Roman stadium found in Tiberias

The Jerusalem Post reports that remnants of a monumental public building have been found during a dig on the grounds of the Galei Kinneret Hotel in Tiberias.

The form of the building, its hewn stone construction, and round southern end date it from the Roman period, when it served an important public function. Moshe Hartal, an archeologist with the Antiquities Authority, said it is possible the building is the stadium mentioned in the writings of Josephus.

"The stadium was used for athletic competitions, for horse races, and as a place to assemble the populace on special occasions," he said. "After the sea battle between the Jews and the Romans off Migdal, thousands of Roman captives were taken to the stadium. Some of them were killed and the others sold into slavery."

Hartal said in ancient times, the building - the remains so far uncovered occupy a diameter of 39 meters - occupied an area of hundreds of square meters. It was uncovered when a 10-meter-long, three-meter deep trench was dug.

He said remains of mud found in the building's interior indicate it may have been used for water sports at a later date.

Other buildings from various periods, including the Byzantine, early Arab, and Fatimid, have also been uncovered.

The dig also provides evidence of two geological events that caused the collapse of the western side of the structure. As a result of the disturbances, walls collapsed or were uprooted. The events were probably the earthquake of 749 CE that caused the destruction of many settlements in the country, among them Beit She'an and Susita.

The Antiquities Authority is working to preserve the site and integrate it with the hotel.

Mass grave in Athens

A unique mass grave and nearly 1,000 tombs from the fifth and fourth century B.C. were recovered during excavations prior to construction of a subway station just outside Athens' ancient Kerameikos cemetery. Both the mass grave and the tombs were destroyed after rescue excavations.

Located near the surface, the mass grave was excavated during 1994-95 by Efi Baziotopoulou-Valavani of the Third Ephoreia (Directorate) of Antiquities. Inside a shaft were some 90 skeletons, ten belonging to children. Baziotopoulou thinks a tumulus crowning the shaft may have contained 150 people. Skeletons in the graves were placed helter-skelter with no soil between them. It was bordered by a low wall that seems to have protected the cemetery from a marsh. Along with the skeletons, various ceramic burial offerings were found, far fewer than excavators expected.

"The mass grave," Baziotopoulou-Valavani says, "did not have a monumental character. The offerings we found consisted of common, even cheap, burial vessels; black-finished ones, some small red-figured, as well as white lekythoi (oil flasks) of the second half of the fifth century B.C. The bodies were placed in the pit within a day or two. These [factors] point to a mass burial in a state of panic, quite possibly due to a plague."

The fifth-century B.C. Greek historian Thucydides detailed the panic caused by the plague, which struck Athens and Sparta in 430 and lasted two years, killing nearly a third of the population.

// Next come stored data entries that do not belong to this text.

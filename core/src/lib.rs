/*
 * lib.rs
 * Copyright (C) 2026 the Livekeeper authors
 *
 * This file is part of Livekeeper, a live-room companion for fan medals.
 *
 * Livekeeper is free software: you can redistribute it and/or modify
 * it under the terms of the GNU General Public License as published by
 * the Free Software Foundation, either version 3 of the License, or
 * (at your option) any later version.
 *
 * Livekeeper is distributed in the hope that it will be useful,
 * but WITHOUT ANY WARRANTY; without even the implied warranty of
 * MERCHANTABILITY or FITNESS FOR A PARTICULAR PURPOSE.  See the
 * GNU General Public License for more details.
 *
 * You should have received a copy of the GNU General Public License
 * along with Livekeeper.  If not, see <http://www.gnu.org/licenses/>.
 */

//! Livekeeper core: a keep-alive HTTPS session with its own HTTP/1.1 framer,
//! and the live-site client built on it.

pub mod live;
pub mod net;
pub mod protocol;
pub mod scan;

pub use live::{LiveApi, WatchConfig};
pub use net::{Connector, TlsConnector};
pub use protocol::https::{HttpsClient, HttpsError, Request, Session};
//! Name -> store lookup used by the load hook.
//!
//! The registry holds weak references only: a store is kept alive by its owner,
//! and an entry whose store was dropped resolves to `None`.

use crate::error::{Error, MutexResultExt, Result};
use crate::manager::MetaManager;
use std::collections::HashMap;
use std::sync::{Arc, RwLock, Weak};

/// Handle to a registered store.
pub type CollectionHandle = Arc<MetaManager>;

#[derive(Default)]
pub struct CollectionRegistry {
    stores: RwLock<HashMap<String, Weak<MetaManager>>>,
}

impl CollectionRegistry {
    pub fn new() -> Self {
        Self::default()
    }

    /// Register `store` under its collection name.
    ///
    /// Fails if a live store is already registered under that name. Entries
    /// whose store has been dropped are replaced.
    pub fn register(&self, store: &Arc<MetaManager>) -> Result<()> {
        let name = store.collection().name().to_string();
        let mut stores = self.stores.write().mutex_err()?;
        if let Some(existing) = stores.get(&name) {
            if existing.strong_count() > 0 {
                return Err(Error::DuplicateCollection(name));
            }
        }
        tracing::debug!("Registered store for collection {}", name);
        stores.insert(name, Arc::downgrade(store));
        Ok(())
    }

    /// Remove the entry for `name` if it points at `store`.
    pub fn deregister(&self, name: &str, store: &MetaManager) -> Result<bool> {
        let mut stores = self.stores.write().mutex_err()?;
        let matches = stores
            .get(name)
            .is_some_and(|weak| std::ptr::eq(weak.as_ptr(), store));
        if matches {
            stores.remove(name);
            tracing::debug!("Deregistered store for collection {}", name);
        }
        Ok(matches)
    }

    /// Look up the live store for `name`.
    pub fn resolve(&self, name: &str) -> Result<Option<CollectionHandle>> {
        Ok(self
            .stores
            .read()
            .mutex_err()?
            .get(name)
            .and_then(Weak::upgrade))
    }

    /// Number of entries whose store is still alive.
    pub fn len(&self) -> Result<usize> {
        Ok(self
            .stores
            .read()
            .mutex_err()?
            .values()
            .filter(|weak| weak.strong_count() > 0)
            .count())
    }

    pub fn is_empty(&self) -> Result<bool> {
        Ok(self.len()? == 0)
    }
}
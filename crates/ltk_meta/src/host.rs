//! The seam between this crate and the host's native asset loader.
//!
//! The host calls two kinds of handlers on its own loading threads:
//!
//! 1. **Pre-load** handlers see every fresh load request. The host performs its
//!    normal load and, if a handler returns a [`LoadOverride`], replaces the
//!    loaded object's bytes with the override before handing it out.
//! 2. **Post-load** handlers see resources that were already resident (possibly
//!    from the host's own cache). A returned override is written into the
//!    resident object in place, so holders of the old object observe it.
//!
//! Handlers are plain functions of the request. The actual byte substitution is
//! the [`HostLoader`] implementation's job, which keeps everything on this side
//! testable without a real host.

use crate::error::Result;
use crate::path::GamePath;
use std::sync::Arc;

/// File type of a resource, as the host reports it.
#[derive(Debug, Clone, Copy, PartialEq, Eq, Hash)]
pub enum ResourceType {
    Imc,
    Mdl,
    Mtrl,
    Tex,
    Other,
}

impl ResourceType {
    /// Classify by the extension of `path`.
    pub fn from_path(path: &str) -> Self {
        let extension = path
            .rsplit_once('.')
            .map(|(_, ext)| ext.to_ascii_lowercase())
            .unwrap_or_default();
        match extension.as_str() {
            "imc" => ResourceType::Imc,
            "mdl" => ResourceType::Mdl,
            "mtrl" => ResourceType::Mtrl,
            "tex" => ResourceType::Tex,
            _ => ResourceType::Other,
        }
    }
}

/// A fresh load request.
#[derive(Debug, Clone, Copy)]
pub struct LoadRequest<'a> {
    pub resource_type: ResourceType,
    /// The path exactly as the host is about to load it; a virtual path when the
    /// request was redirected by a collection.
    pub requested: &'a str,
}

/// A resource that is already resident in the host.
#[derive(Debug, Clone, Copy)]
pub struct ResidentResource<'a> {
    pub resource_type: ResourceType,
    pub game_path: &'a GamePath,
    /// Name of the collection the resource was resolved through, if any.
    pub collection: Option<&'a str>,
}

/// Bytes to substitute into a loaded or resident resource.
#[derive(Debug, Clone, PartialEq, Eq)]
pub struct LoadOverride {
    pub collection: String,
    pub game_path: GamePath,
    pub bytes: Vec<u8>,
}

pub type PreLoadHandler = Arc<dyn Fn(&LoadRequest<'_>) -> Option<LoadOverride> + Send + Sync>;
pub type PostLoadHandler =
    Arc<dyn Fn(&ResidentResource<'_>) -> Option<LoadOverride> + Send + Sync>;

/// Identifies one handler subscription within a [`HostLoader`].
#[derive(Debug, Clone, Copy, PartialEq, Eq, Hash)]
pub struct HandlerId(pub u64);

/// The host's loader, as far as this crate needs it.
pub trait HostLoader: Send + Sync {
    fn subscribe_pre_load(&self, handler: PreLoadHandler) -> Result<HandlerId>;

    fn subscribe_post_load(&self, handler: PostLoadHandler) -> Result<HandlerId>;

    fn unsubscribe(&self, id: HandlerId) -> Result<()>;
}

#[cfg(test)]
mod tests {
    use super::*;

    #[test]
    fn test_resource_type_from_path() {
        assert_eq!(ResourceType::from_path("chara/x.IMC"), ResourceType::Imc);
        assert_eq!(
            ResourceType::from_path("|Default_1|chara/x.imc"),
            ResourceType::Imc
        );
        assert_eq!(ResourceType::from_path("chara/x.mdl"), ResourceType::Mdl);
        assert_eq!(ResourceType::from_path("chara/x"), ResourceType::Other);
    }
}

He wrote that bodies were abandoned in temples and streets, where they were collected and hastily buried. The disease reappeared in the winter of 427 B.C. Baziotopoulou has dated the grave to between 430 and 426 B.C.

Pressed by the state-owned subway construction company and its private contractors, Greek archaeologists were forced to work quickly. Bulldozers followed in their wake, destroying both the tombs and the mass grave. Ironically, construction of the subway station and a proposed subway tunnel underneath the cemetery was canceled last December by the Greek government. Neither government ministers or officials, nor the director of the state-owned company that oversees the building of the Athens subway, nor the contractors have offered an apology for destroying the site. A multistory parking lot is planned for the huge hole that remains.

Valete,

Tiberius Dionysius Draco

[source 1: http://www.nclci.org/news/archeology_news.htm]
[source 2: http://www.archaeology.org/magazine.php?page=online/news/kerameikos]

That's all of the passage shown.